When my wife and I were out sailing in distant parts we carried a supply of bits and pieces and some vague knowledge of how to repair some stuff, all that and the faint fair hope that we could bumble through. Things broke and I bodged repairs and when the latest effort was finished we'd look it over and say to each other our favorite punch line: "Fixed; for now!" We never assumed any fix was permanent, things were always breaking on all the sailboats out there traveling through Central America. The best thing about the Panama Canal was the supply of easily accessible spare parts. Fixed for now was the mantra, and it's one of those things we've never quite forgotten.

After a lifetime spent on boats bodging things I am a nervous, insecure handyman in houses and my wife likes a nice clean finish to a job in her home. Therefore when one of the PVC handles that switches the water supply between the cistern and the aqueduct broke and spewed water everywhere I decided to call in a professional. In the photo below the bottom right handle opens and closes access to the cistern and it's pumps, while the new big red handle on the left opens and closes the high pressure water from the aqueduct. I bought a house that can be completely supplied by rainwater collected off the roof, or from the main water supply piped to the islands from the South Florida Aquifer. The handle on the left was the replacement installed by a professional plumber at my request, after the original broke and leaked.

The plumber did the job while I slept and promised to come back and check his work and collect payment. He showed up a couple of days later unannounced just as Cheyenne and I got back from a walk (the one where the crazy lady yelled at me) and the plumber, who it turns out is also crazy, in a nice way, said there was a leak and he'd be back to fix it and collect payment. He never showed. I generally only use the aqueduct to operate the washing machine as the amount of water the machine needs taxes the cistern pumps so I open the aqueduct to do laundry and the go back to the better tasting rain water for the rest of the time. The leak was small but persistent so I decided to try a simple fix. Gorilla Glue to the rescue!

It failed and the water kept dripping like water torture as I washed my clothes. I pondered my options and decided first that there was no way I was calling the sad sack plumber back, after all he failed the first time, failed to come back and as the investment scams point out past success is no predictor of future returns- or is it? I figured I might as well give it a shot before calling another professional plumber, who most likely would be just as incapable of mastering the overwhelming task of successfully connecting PVC pipe.

I figured what the hell and I started grubbing around in the aqueduct meter out by the road. The lid yielded eventually to my probing penknife and inside I found a ton of dirt which I slowly removed, handful by handful. Then I found the little round switch shown below at the top of the picture. A quarter turn and the water supply to the house was cut off. So far, so good. Boat bum becomes handyman.

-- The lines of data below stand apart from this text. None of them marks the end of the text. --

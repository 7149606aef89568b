use clap::Parser;
use std::net::SocketAddr;
use std::sync::Arc;
use tokio::net::TcpListener;
use tracing_subscriber::{layer::SubscriberExt, util::SubscriberInitExt, EnvFilter};

use foodbuddy_settlement::adapters::{MemoryStore, PostgresStore};
use foodbuddy_settlement::cli::{self, Cli, Commands, DbCommands, PaymentCommands};
use foodbuddy_settlement::config::{Config, LogFormat};
use foodbuddy_settlement::gateway::{HttpPaymentGateway, PaymentGateway, SandboxGateway};
use foodbuddy_settlement::ports::Store;
use foodbuddy_settlement::{create_app, db, AppState};

#[tokio::main]
async fn main() -> anyhow::Result<()> {
    let cli = Cli::parse();
    let config = Config::from_env()?;

    init_tracing(config.log_format);

    match cli.command.unwrap_or(Commands::Serve { in_memory: false }) {
        Commands::Serve { in_memory } => serve(config, in_memory).await,
        Commands::Db(DbCommands::Migrate) => cli::handle_db_migrate(&config).await,
        Commands::Payment(PaymentCommands::Finalize { session_id, status }) => {
            cli::handle_payment_finalize(&config, &session_id, status).await
        }
        Commands::Config => cli::handle_config_validate(&config),
    }
}

fn init_tracing(format: LogFormat) {
    let filter = EnvFilter::try_from_default_env().unwrap_or_else(|_| "info".into());
    let registry = tracing_subscriber::registry().with(filter);
    match format {
        LogFormat::Json => registry
            .with(tracing_subscriber::fmt::layer().json())
            .init(),
        LogFormat::Pretty => registry.with(tracing_subscriber::fmt::layer()).init(),
    }
}

async fn serve(config: Config, in_memory: bool) -> anyhow::Result<()> {
    let store: Arc<dyn Store> = if in_memory {
        tracing::warn!("running on the in-memory store; data is lost on exit");
        Arc::new(MemoryStore::new())
    } else {
        let pool = db::create_pool(&config).await?;
        db::run_migrations(&pool).await?;
        Arc::new(PostgresStore::new(pool))
    };

    let gateway: Arc<dyn PaymentGateway> =
        match (&config.payment_gateway_url, &config.payment_gateway_key) {
            (Some(url), Some(key)) => {
                tracing::info!(url = %url, "payment gateway client initialized");
                Arc::new(HttpPaymentGateway::new(url.clone(), key.clone()))
            }
            _ => {
                tracing::warn!("PAYMENT_GATEWAY_URL not set, using the sandbox gateway");
                Arc::new(SandboxGateway)
            }
        };

    let state = AppState::new(
        store,
        gateway,
        &config.settings(),
        config.payment_webhook_secret.clone(),
        config.admin_api_key.clone(),
    );
    let app = create_app(state);

    let addr = SocketAddr::from(([0, 0, 0, 0], config.server_port));
    tracing::info!("listening on {}", addr);

    let listener = TcpListener::bind(addr).await?;
    axum::serve(listener, app)
        .with_graceful_shutdown(shutdown_signal())
        .await?;

    Ok(())
}

async fn shutdown_signal() {
    if let Err(e) = tokio::signal::ctrl_c().await {
        tracing::error!(error = %e, "failed to listen for shutdown signal");
    }
    tracing::info!("shutting down");
}
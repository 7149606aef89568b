//! Orders, their lines and the fulfillment state machine.
//!
//! Every item transition locks the parent order first and checks legality
//! against the persisted item status inside that lock. Concurrent cancel and
//! advance requests on the same order therefore serialize, and the loser sees
//! the winner's status.

use bigdecimal::Zero;
use chrono::Utc;
use std::sync::Arc;
use uuid::Uuid;

use crate::domain::order::{compute_totals, PricedLine};
use crate::domain::{
    ActorRef, CartItem, CartLine, Initiator, ItemStatus, Order, OrderDetails, OrderItem,
    PaymentStatus, WalletEntry, WalletReason,
};
use crate::error::{AppError, AppResult};
use crate::ports::{Store, StoreTx};
use crate::services::coupon_engine::apply_in;
use crate::services::referral_settlement::qualify_in;
use crate::services::wallet_ledger::credit_in;
use crate::validation::validate_quantity;

/// Result of a cancellation: the item in its new state and the refund entry,
/// if one was owed.
#[derive(Debug, Clone, serde::Serialize)]
pub struct Cancellation {
    pub item: OrderItem,
    pub refund: Option<WalletEntry>,
}

#[derive(Clone)]
pub struct OrderLedger {
    store: Arc<dyn Store>,
}

impl OrderLedger {
    pub fn new(store: Arc<dyn Store>) -> Self {
        Self { store }
    }

    /// Adds a product to the caller's cart, replacing any previous quantity.
    pub async fn add_to_cart(
        &self,
        user_id: Uuid,
        product_id: Uuid,
        quantity: i32,
    ) -> AppResult<CartItem> {
        validate_quantity(quantity)?;

        let mut tx = self.store.begin().await?;
        let product = tx
            .get_product(product_id)
            .await?
            .ok_or_else(|| AppError::NotFound(format!("product {} not found", product_id)))?;
        if !product.in_stock {
            return Err(AppError::Validation(format!(
                "product {} is out of stock",
                product_id
            )));
        }

        let item = CartItem {
            user_id,
            restaurant_id: product.restaurant_id,
            product_id,
            quantity,
        };
        tx.upsert_cart_item(&item).await?;
        tx.commit().await?;
        Ok(item)
    }

    pub async fn cart(&self, user_id: Uuid, restaurant_id: Uuid) -> AppResult<Vec<CartItem>> {
        let mut tx = self.store.begin().await?;
        Ok(tx.cart_items(user_id, restaurant_id).await?)
    }

    /// Creates an order from explicit lines, optionally applying a coupon in
    /// the same transaction.
    pub async fn create_order(
        &self,
        user_id: Uuid,
        restaurant_id: Uuid,
        lines: Vec<CartLine>,
        coupon_code: Option<String>,
    ) -> AppResult<OrderDetails> {
        let mut tx = self.store.begin().await?;
        let details = create_order_in(
            tx.as_mut(),
            user_id,
            restaurant_id,
            &lines,
            coupon_code.as_deref(),
        )
        .await?;
        tx.commit().await?;
        log_created(&details);
        Ok(details)
    }

    /// Checks out the caller's cart for one restaurant and empties it.
    pub async fn place_order(
        &self,
        user_id: Uuid,
        restaurant_id: Uuid,
        coupon_code: Option<String>,
    ) -> AppResult<OrderDetails> {
        let mut tx = self.store.begin().await?;
        let lines: Vec<CartLine> = tx
            .cart_items(user_id, restaurant_id)
            .await?
            .iter()
            .map(CartLine::from)
            .collect();

        let details = create_order_in(
            tx.as_mut(),
            user_id,
            restaurant_id,
            &lines,
            coupon_code.as_deref(),
        )
        .await?;
        tx.clear_cart(user_id, restaurant_id).await?;
        tx.commit().await?;
        log_created(&details);
        Ok(details)
    }

    pub async fn get_order(&self, initiator: Initiator, order_id: Uuid) -> AppResult<OrderDetails> {
        let mut tx = self.store.begin().await?;
        let order = tx
            .get_order(order_id)
            .await?
            .filter(|o| o.visible_to(initiator))
            .ok_or_else(|| AppError::NotFound(format!("order {} not found", order_id)))?;
        let items = tx.order_items(order_id).await?;
        Ok(OrderDetails { order, items })
    }

    pub async fn order_history(&self, user_id: Uuid) -> AppResult<Vec<OrderDetails>> {
        let mut tx = self.store.begin().await?;
        let orders = tx.orders_for_user(user_id).await?;
        let mut history = Vec::with_capacity(orders.len());
        for order in orders {
            let items = tx.order_items(order.id).await?;
            history.push(OrderDetails { order, items });
        }
        Ok(history)
    }

    pub async fn restaurant_items(
        &self,
        restaurant_id: Uuid,
        status: ItemStatus,
    ) -> AppResult<Vec<OrderItem>> {
        let mut tx = self.store.begin().await?;
        Ok(tx.restaurant_items_by_status(restaurant_id, status).await?)
    }

    /// Moves an item along the forward path on behalf of its restaurant.
    ///
    /// With no `target` the item advances one step. Progression requires the
    /// order's payment to have succeeded. Reaching `Delivered` credits the
    /// restaurant with the item's settlement and qualifies the buyer's
    /// referral, all in the same transaction.
    pub async fn advance_item(
        &self,
        restaurant_id: Uuid,
        order_id: Uuid,
        item_id: Uuid,
        target: Option<ItemStatus>,
    ) -> AppResult<OrderItem> {
        if target == Some(ItemStatus::Cancelled) {
            return Err(AppError::Validation(
                "use the cancel operation to cancel an item".to_string(),
            ));
        }

        let mut tx = self.store.begin().await?;
        let order = tx
            .lock_order(order_id)
            .await?
            .filter(|o| o.restaurant_id == restaurant_id)
            .ok_or_else(|| AppError::NotFound(format!("order {} not found", order_id)))?;
        if order.payment_status != PaymentStatus::Paid {
            return Err(AppError::Conflict("payment not confirmed".to_string()));
        }

        let (items, mut item) = find_item(tx.as_mut(), order_id, item_id).await?;
        let target = match target.or_else(|| item.status.next()) {
            Some(target) => target,
            None => return Err(AppError::Conflict("status already advanced".to_string())),
        };
        item.status = item
            .status
            .transition(target)
            .map_err(|_| AppError::Conflict("status already advanced".to_string()))?;
        item.updated_at = Utc::now();
        tx.update_item_status(item.id, item.status, item.updated_at)
            .await?;

        if item.status == ItemStatus::Delivered {
            settle_delivery(tx.as_mut(), &order, &items, item.id).await?;
            qualify_in(tx.as_mut(), order.user_id, item.updated_at).await?;
        }

        tx.commit().await?;
        tracing::info!(
            order_id = %order_id,
            item_id = %item_id,
            status = %item.status,
            "order item advanced"
        );
        Ok(item)
    }

    /// Cancels an item that has not yet been prepared. A paid item's share is
    /// refunded to the buyer's wallet in the same transaction; coupon usage
    /// is left as counted. An item cancelled before payment is captured is
    /// refunded when the payment succeeds.
    pub async fn cancel_item(
        &self,
        initiator: Initiator,
        order_id: Uuid,
        item_id: Uuid,
    ) -> AppResult<Cancellation> {
        let mut tx = self.store.begin().await?;
        let order = tx
            .lock_order(order_id)
            .await?
            .filter(|o| o.visible_to(initiator))
            .ok_or_else(|| AppError::NotFound(format!("order {} not found", order_id)))?;

        let (items, mut item) = find_item(tx.as_mut(), order_id, item_id).await?;
        item.status = item
            .status
            .transition(ItemStatus::Cancelled)
            .map_err(|_| AppError::Conflict("order no longer cancellable".to_string()))?;
        item.updated_at = Utc::now();
        tx.update_item_status(item.id, item.status, item.updated_at)
            .await?;

        let mut refund = None;
        if order.payment_status == PaymentStatus::Paid {
            let share = order.paid_share(&items, item.id);
            if !share.is_zero() {
                refund = Some(
                    credit_in(
                        tx.as_mut(),
                        ActorRef::user(order.user_id),
                        share,
                        WalletReason::Refund,
                        Some(order.id),
                    )
                    .await?,
                );
            }
        }

        tx.commit().await?;
        tracing::info!(
            order_id = %order_id,
            item_id = %item_id,
            refunded = refund.is_some(),
            "order item cancelled"
        );
        Ok(Cancellation { item, refund })
    }
}

/// Builds and inserts an order inside the caller's transaction. Prices are
/// read from the catalog at this moment and frozen on the lines.
pub(crate) async fn create_order_in(
    tx: &mut dyn StoreTx,
    user_id: Uuid,
    restaurant_id: Uuid,
    lines: &[CartLine],
    coupon_code: Option<&str>,
) -> AppResult<OrderDetails> {
    if lines.is_empty() {
        return Err(AppError::Validation("cart is empty".to_string()));
    }

    let mut priced = Vec::with_capacity(lines.len());
    for line in lines {
        validate_quantity(line.quantity)?;
        let product = tx
            .get_product(line.product_id)
            .await?
            .filter(|p| p.in_stock && p.restaurant_id == restaurant_id)
            .ok_or_else(|| {
                AppError::Validation(format!("product {} is unavailable", line.product_id))
            })?;
        priced.push(PricedLine {
            product_id: product.id,
            quantity: line.quantity,
            unit_price: product.price,
            unit_offer: product.offer_amount,
        });
    }

    let totals = compute_totals(&priced, None);
    let mut order = Order::new(user_id, restaurant_id, &totals);
    let items: Vec<OrderItem> = priced
        .iter()
        .map(|line| OrderItem::new(order.id, line))
        .collect();

    if let Some(code) = coupon_code {
        apply_in(tx, &mut order, code, Utc::now()).await?;
    }

    tx.insert_order(&order, &items).await?;
    Ok(OrderDetails { order, items })
}

/// Refunds the paid share of every line cancelled while the order was still
/// unpaid. Runs in the transaction that marks the order paid.
pub(crate) async fn refund_cancelled_in(
    tx: &mut dyn StoreTx,
    order: &Order,
) -> AppResult<Vec<WalletEntry>> {
    let items = tx.order_items(order.id).await?;
    let mut refunds = Vec::new();
    for item in items.iter().filter(|i| i.status == ItemStatus::Cancelled) {
        let share = order.paid_share(&items, item.id);
        if share.is_zero() {
            continue;
        }
        refunds.push(
            credit_in(
                tx,
                ActorRef::user(order.user_id),
                share,
                WalletReason::Refund,
                Some(order.id),
            )
            .await?,
        );
        tracing::info!(
            order_id = %order.id,
            item_id = %item.id,
            "refunded line cancelled before payment"
        );
    }
    Ok(refunds)
}

/// Loads every line of the order along with the requested one.
async fn find_item(
    tx: &mut dyn StoreTx,
    order_id: Uuid,
    item_id: Uuid,
) -> AppResult<(Vec<OrderItem>, OrderItem)> {
    let items = tx.order_items(order_id).await?;
    let item = items
        .iter()
        .find(|item| item.id == item_id)
        .cloned()
        .ok_or_else(|| AppError::NotFound(format!("order item {} not found", item_id)))?;
    Ok((items, item))
}

/// Credits the restaurant for a delivered item: the buyer's paid share, plus
/// the platform-funded coupon share as a separate entry.
async fn settle_delivery(
    tx: &mut dyn StoreTx,
    order: &Order,
    items: &[OrderItem],
    item_id: Uuid,
) -> AppResult<()> {
    let restaurant = ActorRef::restaurant(order.restaurant_id);

    let paid = order.paid_share(items, item_id);
    if !paid.is_zero() {
        credit_in(
            tx,
            restaurant,
            paid,
            WalletReason::OrderSettlement,
            Some(order.id),
        )
        .await?;
    }

    let offset = order.coupon_share(items, item_id);
    if !offset.is_zero() {
        credit_in(
            tx,
            restaurant,
            offset,
            WalletReason::CouponOffset,
            Some(order.id),
        )
        .await?;
    }
    Ok(())
}

fn log_created(details: &OrderDetails) {
    tracing::info!(
        order_id = %details.order.id,
        user_id = %details.order.user_id,
        restaurant_id = %details.order.restaurant_id,
        items = details.items.len(),
        final_amount = %details.order.final_amount,
        "order created"
    );
}
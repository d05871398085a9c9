//! Signed delivery URLs
//!
//! URLs are signed locally with the account secret; no network round trip
//! is involved. The signature covers the transformation segment, the public
//! identifier and the expiry timestamp:
//!
//! ```text
//! sig = base64url(HMAC-SHA256(api_secret, "{transform}/{public_id}?exp={ts}"))
//! ```
//!
//! and the final URL looks like
//!
//! ```text
//! {delivery_base}/{cloud_name}/image/{transform}/{public_id}?exp={ts}&sig={sig}
//! ```
//!
//! with the transformation segment omitted when no directives are given.

use base64::{engine::general_purpose::URL_SAFE_NO_PAD, Engine};
use chrono::{Duration, Utc};
use hmac::{Hmac, Mac};
use sha2::Sha256;

use crate::config::ServiceConfig;
use crate::error::{MediaError, Result};

type HmacSha256 = Hmac<Sha256>;

/// Default lifetime of a signed URL
pub const DEFAULT_EXPIRY_SECS: i64 = 3600;

/// Options for [`signed_url`]
#[derive(Debug, Clone)]
pub struct SignedUrlParams {
    /// Seconds from now until the URL expires
    pub expires_in_secs: i64,
    /// Transformation directives baked into the URL path
    pub transformations: Vec<String>,
}

impl Default for SignedUrlParams {
    fn default() -> Self {
        Self {
            expires_in_secs: DEFAULT_EXPIRY_SECS,
            transformations: Vec::new(),
        }
    }
}

/// Build a time-limited signed delivery URL for `public_id`
pub fn signed_url(
    config: &ServiceConfig,
    public_id: &str,
    params: &SignedUrlParams,
) -> Result<String> {
    if public_id.is_empty() {
        return Err(MediaError::Signing("public id cannot be empty".to_string()));
    }
    if config.api_secret.is_empty() {
        return Err(MediaError::Signing("signing secret is not set".to_string()));
    }
    if params.expires_in_secs <= 0 {
        return Err(MediaError::Signing(format!(
            "expiry must be positive, got {}s",
            params.expires_in_secs
        )));
    }

    let expires_at = (Utc::now() + Duration::seconds(params.expires_in_secs)).timestamp();
    let transform = params.transformations.join(",");
    let signature = compute_signature(config.api_secret.as_bytes(), &transform, public_id, expires_at);

    let url = if transform.is_empty() {
        format!(
            "{}/{}/image/{}?exp={}&sig={}",
            config.delivery_root(),
            config.cloud_name,
            public_id,
            expires_at,
            signature
        )
    } else {
        format!(
            "{}/{}/image/{}/{}?exp={}&sig={}",
            config.delivery_root(),
            config.cloud_name,
            transform,
            public_id,
            expires_at,
            signature
        )
    };

    Ok(url)
}

/// Check a signature produced by [`signed_url`]
///
/// Returns false for expired timestamps and for signature mismatches;
/// comparison is constant-time.
pub fn verify_signature(
    config: &ServiceConfig,
    transform: &str,
    public_id: &str,
    expires_at: i64,
    signature: &str,
) -> bool {
    if expires_at < Utc::now().timestamp() {
        return false;
    }

    let expected = compute_signature(
        config.api_secret.as_bytes(),
        transform,
        public_id,
        expires_at,
    );
    constant_time_compare(signature, &expected)
}

fn compute_signature(key: &[u8], transform: &str, public_id: &str, expires_at: i64) -> String {
    let mut mac = HmacSha256::new_from_slice(key).expect("HMAC can take key of any size");
    mac.update(transform.as_bytes());
    mac.update(b"/");
    mac.update(public_id.as_bytes());
    mac.update(b"?exp=");
    mac.update(expires_at.to_string().as_bytes());

    URL_SAFE_NO_PAD.encode(mac.finalize().into_bytes())
}

/// Constant-time string comparison to prevent timing attacks
fn constant_time_compare(a: &str, b: &str) -> bool {
    if a.len() != b.len() {
        return false;
    }

    let mut result = 0u8;
    for (x, y) in a.bytes().zip(b.bytes()) {
        result |= x ^ y;
    }
    result == 0
}
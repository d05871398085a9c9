//! Wire shapes and public result records
//!
//! The `*Response` structs mirror the storage service's JSON bodies; the
//! remaining types are the records handed back to callers.

use chrono::{DateTime, Utc};
use serde::{Deserialize, Serialize};

use crate::processing::{BoundingBox, PaddedBox};

// === Wire shapes ===

/// Body returned by the upload endpoint
#[derive(Debug, Clone, Serialize, Deserialize)]
pub struct UploadResponse {
    pub public_id: String,
    pub secure_url: String,
    pub width: u32,
    pub height: u32,
    pub format: String,
    pub bytes: u64,
    pub created_at: DateTime<Utc>,
}

/// Body returned by the resource-info endpoint
#[derive(Debug, Clone, Serialize, Deserialize)]
pub struct ResourceResponse {
    pub public_id: String,
    pub secure_url: String,
    pub width: u32,
    pub height: u32,
    pub format: String,
    pub bytes: u64,
    pub created_at: DateTime<Utc>,
    #[serde(default)]
    pub tags: Vec<String>,
}

/// Body returned by the destroy endpoint
///
/// `result` is "ok" on success; anything else ("not found" included) means
/// the service rejected the delete.
#[derive(Debug, Clone, Serialize, Deserialize)]
pub struct DestroyResponse {
    pub result: String,
}

/// Raw used/limit counters for one resource category
#[derive(Debug, Clone, Copy, Serialize, Deserialize)]
pub struct UsageCounters {
    pub used: u64,
    pub limit: u64,
}

/// Body returned by the account-usage endpoint
#[derive(Debug, Clone, Serialize, Deserialize)]
pub struct UsageResponse {
    pub plan: String,
    pub credits: UsageCounters,
    pub objects: UsageCounters,
    pub bandwidth: UsageCounters,
}

// === Public records ===

/// Result of a successful upload
#[derive(Debug, Clone, Serialize, Deserialize)]
pub struct UploadResult {
    /// Key the object is stored under at the remote service
    pub public_id: String,
    /// HTTPS delivery URL
    pub url: String,
    pub width: u32,
    pub height: u32,
    pub format: String,
    pub byte_size: u64,
    pub uploaded_at: DateTime<Utc>,
}

impl From<UploadResponse> for UploadResult {
    fn from(resp: UploadResponse) -> Self {
        Self {
            public_id: resp.public_id,
            url: resp.secure_url,
            width: resp.width,
            height: resp.height,
            format: resp.format,
            byte_size: resp.bytes,
            uploaded_at: resp.created_at,
        }
    }
}

/// Upload result for a region crop, with both boxes that produced it
#[derive(Debug, Clone, Serialize, Deserialize)]
pub struct CropUploadResult {
    pub upload: UploadResult,
    /// Box as requested by the caller
    pub requested: BoundingBox,
    /// Box actually extracted after padding and clamping
    pub padded: PaddedBox,
}

/// Metadata for a stored object
#[derive(Debug, Clone, Serialize, Deserialize)]
pub struct ResourceInfo {
    pub public_id: String,
    pub url: String,
    pub width: u32,
    pub height: u32,
    pub format: String,
    pub byte_size: u64,
    pub created_at: DateTime<Utc>,
    pub tags: Vec<String>,
}

impl From<ResourceResponse> for ResourceInfo {
    fn from(resp: ResourceResponse) -> Self {
        Self {
            public_id: resp.public_id,
            url: resp.secure_url,
            width: resp.width,
            height: resp.height,
            format: resp.format,
            byte_size: resp.bytes,
            created_at: resp.created_at,
            tags: resp.tags,
        }
    }
}

/// Confirmation of a delete the service accepted
#[derive(Debug, Clone, Serialize, Deserialize)]
pub struct DeleteOutcome {
    pub public_id: String,
}

/// One account resource category with locally derived headroom
#[derive(Debug, Clone, Copy, Serialize, Deserialize)]
pub struct UsageCategory {
    pub used: u64,
    pub limit: u64,
}

impl UsageCategory {
    /// Headroom left in this category, computed at read time
    pub fn remaining(&self) -> u64 {
        self.limit.saturating_sub(self.used)
    }
}

impl From<UsageCounters> for UsageCategory {
    fn from(c: UsageCounters) -> Self {
        Self {
            used: c.used,
            limit: c.limit,
        }
    }
}

/// Account usage snapshot; always fetched fresh, never cached
#[derive(Debug, Clone, Serialize, Deserialize)]
pub struct UsageStats {
    pub plan: String,
    pub credits: UsageCategory,
    pub objects: UsageCategory,
    pub bandwidth: UsageCategory,
}

impl From<UsageResponse> for UsageStats {
    fn from(resp: UsageResponse) -> Self {
        Self {
            plan: resp.plan,
            credits: resp.credits.into(),
            objects: resp.objects.into(),
            bandwidth: resp.bandwidth.into(),
        }
    }
}
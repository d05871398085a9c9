//! Remote storage service integration
//!
//! - [`backend`]: the [`StorageBackend`] trait and its reqwest-based
//!   production implementation
//! - [`client`]: [`MediaClient`], parameter assembly and response shaping
//! - [`signing`]: locally computed signed delivery URLs
//! - [`types`]: wire shapes and the records returned to callers

pub mod backend;
pub mod client;
pub mod signing;
pub mod types;

// Re-export commonly used types
pub use backend::{HttpBackend, StorageBackend, UploadRequest};
pub use client::{
    generate_public_id, CropParams, MediaClient, UploadParams, CROP_FOLDER, DEFAULT_UPLOAD_FOLDER,
};
pub use signing::{signed_url, verify_signature, SignedUrlParams, DEFAULT_EXPIRY_SECS};
pub use types::{
    CropUploadResult, DeleteOutcome, DestroyResponse, ResourceInfo, ResourceResponse,
    UploadResponse, UploadResult, UsageCategory, UsageCounters, UsageResponse, UsageStats,
};
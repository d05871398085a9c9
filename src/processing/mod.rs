//! Local image processing
//!
//! Pure, synchronous pixel work backed by the `image` crate:
//! - Bounding box padding/clamping for region crops
//! - Fit-within optimization and cover-crop thumbnails
//! - Re-encoding to PNG/JPEG/WebP

pub mod bbox;
pub mod encoder;
pub mod transform;

// Re-export commonly used types
pub use bbox::{pad_and_clamp, BoundingBox, PaddedBox, DEFAULT_PADDING, FALLBACK_BOUND};
pub use encoder::{encode, OutputFormat};
pub use transform::{
    decode, extract_region, optimize, optimize_or_original, probe_dimensions, thumbnail,
    OptimizeParams, ThumbnailParams,
};
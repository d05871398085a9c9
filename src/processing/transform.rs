//! Local image transforms: decode → resize/crop → encode
//!
//! Everything here is synchronous buffer-in/buffer-out; the remote service
//! never sees these intermediate pixels except through an upload.

use std::io::Cursor;

use image::imageops::FilterType;
use image::io::Reader as ImageReader;
use image::DynamicImage;
use tracing::warn;

use super::bbox::PaddedBox;
use super::encoder::{encode, OutputFormat};
use crate::error::{MediaError, Result};

/// Parameters for [`optimize`]: fit within a box, never enlarging
#[derive(Debug, Clone)]
pub struct OptimizeParams {
    pub max_width: u32,
    pub max_height: u32,
    pub quality: u8,
    pub format: OutputFormat,
}

impl Default for OptimizeParams {
    fn default() -> Self {
        Self {
            max_width: 1920,
            max_height: 1080,
            quality: 85,
            format: OutputFormat::WebP,
        }
    }
}

/// Parameters for [`thumbnail`]: cover an exact box, center-anchored
#[derive(Debug, Clone)]
pub struct ThumbnailParams {
    pub width: u32,
    pub height: u32,
    pub quality: u8,
    pub format: OutputFormat,
}

impl Default for ThumbnailParams {
    fn default() -> Self {
        Self {
            width: 300,
            height: 300,
            quality: 80,
            format: OutputFormat::WebP,
        }
    }
}

/// Read image dimensions from the header without a full decode
///
/// Returns `None` when the format cannot be guessed or the header is
/// unreadable; callers fall back to their own bounds in that case.
pub fn probe_dimensions(data: &[u8]) -> Option<(u32, u32)> {
    ImageReader::new(Cursor::new(data))
        .with_guessed_format()
        .ok()?
        .into_dimensions()
        .ok()
}

/// Decode image bytes into a [`DynamicImage`]
pub fn decode(data: &[u8]) -> Result<DynamicImage> {
    ImageReader::new(Cursor::new(data))
        .with_guessed_format()
        .map_err(|e| MediaError::decode(e.to_string()))?
        .decode()
        .map_err(|e| MediaError::decode(e.to_string()))
}

/// Resize to fit within `{max_width, max_height}` and re-encode
///
/// Aspect ratio is preserved and the source is never upscaled; an image
/// already inside the box is only re-encoded.
pub fn optimize(data: &[u8], params: &OptimizeParams) -> Result<Vec<u8>> {
    if params.max_width == 0 || params.max_height == 0 {
        return Err(MediaError::process("target box cannot be zero-sized"));
    }

    let img = decode(data)?;

    let resized = if img.width() > params.max_width || img.height() > params.max_height {
        img.resize(params.max_width, params.max_height, FilterType::Lanczos3)
    } else {
        img
    };

    encode(&resized, params.format, params.quality)
}

/// Best-effort variant of [`optimize`]
///
/// On any processing error the original bytes are returned unchanged, so a
/// corrupt or exotic input degrades to "stored as-is" instead of failing
/// the caller's pipeline. The error is logged, not surfaced.
pub fn optimize_or_original(data: &[u8], params: &OptimizeParams) -> Vec<u8> {
    match optimize(data, params) {
        Ok(optimized) => optimized,
        Err(e) => {
            warn!(error = %e, "image optimization failed, keeping original bytes");
            data.to_vec()
        }
    }
}

/// Resize to exactly `{width, height}`, cropping overflow around the center
pub fn thumbnail(data: &[u8], params: &ThumbnailParams) -> Result<Vec<u8>> {
    if params.width == 0 || params.height == 0 {
        return Err(MediaError::process("thumbnail box cannot be zero-sized"));
    }

    let img = decode(data)?;
    let filled = img.resize_to_fill(params.width, params.height, FilterType::Lanczos3);

    encode(&filled, params.format, params.quality)
}

/// Extract a pixel region described by an already-clamped [`PaddedBox`]
///
/// The region is intersected with the decoded dimensions once more in case
/// the box was clamped against stale bounds.
pub fn extract_region(data: &[u8], region: PaddedBox) -> Result<DynamicImage> {
    let img = decode(data)?;

    let x = region.x.min(img.width());
    let y = region.y.min(img.height());
    let width = region.width.min(img.width() - x);
    let height = region.height.min(img.height() - y);

    if width == 0 || height == 0 {
        return Err(MediaError::process(format!(
            "crop region {}x{} at ({}, {}) is outside the {}x{} image",
            region.width,
            region.height,
            region.x,
            region.y,
            img.width(),
            img.height()
        )));
    }

    Ok(img.crop_imm(x, y, width, height))
}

To someone used to this stuff it would seem absurd but I had to think about what I was doing every step of the way. The day after Christmas, Boxing Day, ACE hardware on Summerland Key was open so I scootered over there to pick up some supplies. I wish PVC was allowed on boats because its cheap and easy to work with but if it fails below the waterline the boat will sink so I had no experience with the stuff before we moved into this house which has lots of it.

I have to confess I was swearing up a blue streak as I laid out tools, pipe, fittings and PVC glue. Across the canal I could hear Chrismas renters whooping it up in the shady garden alongside their side of the canal. I didn't even have my dog to keep me company and give sound advice as I planned where to cut and what to glue. Oh shit, I gulped and wedged the hacksaw blade into an impossible corner and started cutting.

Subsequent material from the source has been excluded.